Helge Herthum, Ingolf Sack


High-Resolution magnetic resonance elastography (MRE) allows the investigation of spatially localized inflammatory processes in various organs and as well in the brain [1] [2]. This project aims at understanding the underlying mechanical-structural changes accompanying progressive inflammatory disease like multiple sclerosis. Viscoelastic properties of brain tissue can serve as a quantitative marker for monitoring disease progress and give new insights into pathologic features of multiple sclerosis (MS) [3]. Since magnetic resonance imaging (MRI) has emerged as the most important tool for MS diagnosis, MRE can be integrated easily in the clinical workflow and yields important additional information [3]. The sensitivity of MRE to focal demyelinated plaques within the CNS needs to be investigated further to enable the reliable differentiation between active and late chronic lesions inside the brain parenchyma.

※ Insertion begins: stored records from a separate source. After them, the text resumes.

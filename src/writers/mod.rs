//! Writer implementations
//!
//! A writer owns an ordered filter chain and a formatter, and delivers
//! accepted events to its sink.

pub mod memory;
pub mod noop;
pub mod stream;

pub use memory::{MemoryHandle, MemoryWriter};
pub use noop::NoopWriter;
pub use stream::{StreamWriter, StreamWriterConfig, DEFAULT_MODE};

use crate::core::{Event, LoggerError, Registry, Result};
use crate::filters::{Filter, PriorityFilter};
use crate::formatters::Formatter;
use serde_json::Value;

pub trait Writer: Send {
    fn name(&self) -> &str;

    /// Filters in evaluation order
    fn filters(&self) -> &[Box<dyn Filter>];

    fn add_filter(&mut self, filter: Box<dyn Filter>);

    fn set_formatter(&mut self, formatter: Box<dyn Formatter>);

    /// Deliver an accepted event to the sink
    fn do_write(&mut self, event: &Event) -> Result<()>;

    /// Run the filter chain and write the event if every filter accepts it.
    ///
    /// I/O faults from the sink surface as [`LoggerError::WriteFailed`].
    fn write(&mut self, event: &Event) -> Result<()> {
        if !self.filters().iter().all(|filter| filter.filter(event)) {
            return Ok(());
        }

        self.do_write(event).map_err(|err| match err {
            LoggerError::IoError(source) => LoggerError::WriteFailed { source },
            other => other,
        })
    }

    /// Release the sink. Calling this more than once is harmless.
    fn shutdown(&mut self) -> Result<()> {
        Ok(())
    }
}

/// Apply the shared `filters` and `formatter` options to a writer.
///
/// `filters` takes an integer (priority threshold), a filter name, a
/// `{name, options}` object, or a list or map of those. `formatter` takes a
/// name or a `{name, options}` object.
pub fn configure_writer(writer: &mut dyn Writer, options: &Value, registry: &Registry) -> Result<()> {
    match options.get("filters") {
        None | Some(Value::Null) => {}
        Some(entry @ (Value::Number(_) | Value::String(_))) => {
            writer.add_filter(filter_from_entry(entry, registry)?);
        }
        Some(entry @ Value::Object(map)) if map.contains_key("name") => {
            writer.add_filter(filter_from_entry(entry, registry)?);
        }
        Some(Value::Object(map)) => {
            for entry in map.values() {
                writer.add_filter(filter_from_entry(entry, registry)?);
            }
        }
        Some(Value::Array(entries)) => {
            for entry in entries {
                writer.add_filter(filter_from_entry(entry, registry)?);
            }
        }
        Some(other) => {
            return Err(LoggerError::invalid_argument(format!(
                "Filters must be an integer, a name or a list of filters; received \"{}\"",
                crate::core::FieldValue::from(other.clone()).type_label()
            )))
        }
    }

    match options.get("formatter") {
        None | Some(Value::Null) => {}
        Some(Value::String(name)) => {
            writer.set_formatter(registry.formatter(name, &Value::Null)?);
        }
        Some(Value::Object(spec)) => {
            let name = spec.get("name").and_then(Value::as_str).ok_or_else(|| {
                LoggerError::invalid_argument("Options must contain a name for the formatter")
            })?;
            let options = spec.get("options").unwrap_or(&Value::Null);
            writer.set_formatter(registry.formatter(name, options)?);
        }
        Some(other) => {
            return Err(LoggerError::invalid_argument(format!(
                "Formatter must be a name or an object with a name; received \"{}\"",
                crate::core::FieldValue::from(other.clone()).type_label()
            )))
        }
    }

    Ok(())
}

fn filter_from_entry(entry: &Value, registry: &Registry) -> Result<Box<dyn Filter>> {
    match entry {
        Value::Number(n) => {
            let priority = n.as_i64().ok_or_else(|| {
                LoggerError::invalid_argument(format!("Filter priority must be an integer; received {}", n))
            })?;
            Ok(Box::new(PriorityFilter::new(priority)))
        }
        Value::String(name) => registry.filter(name, &Value::Null),
        Value::Object(spec) => {
            let name = spec.get("name").and_then(Value::as_str).ok_or_else(|| {
                LoggerError::invalid_argument("Options must contain a name for the filter")
            })?;
            registry.filter(name, spec.get("options").unwrap_or(&Value::Null))
        }
        other => Err(LoggerError::invalid_argument(format!(
            "Filter must be an integer, a name or an object with a name; received \"{}\"",
            crate::core::FieldValue::from(other.clone()).type_label()
        ))),
    }
}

The project is supported by the German Research Foundation.


  1. Dittmann, F., et al., In Vivo Wideband Multifrequency MR Elastography of the Human Brain and Liver. Magnetic Resonance in Medicine, 2016. 76(4): p. 1116-1126.
  2. Streitberger, K.J., et al., Brain Viscoelasticity Alteration in Chronic-Progressive Multiple Sclerosis. Plos One, 2012. 7(1).
  3. Fehlner, A., et al., Higher-Resolution MR Elastography Reveals Early Mechanical Signatures of Neuroinflammation in Patients with Clinically Isolated Syndrome. Journal of Magnetic Resonance Imaging, 2016. 44(1): p. 51-58.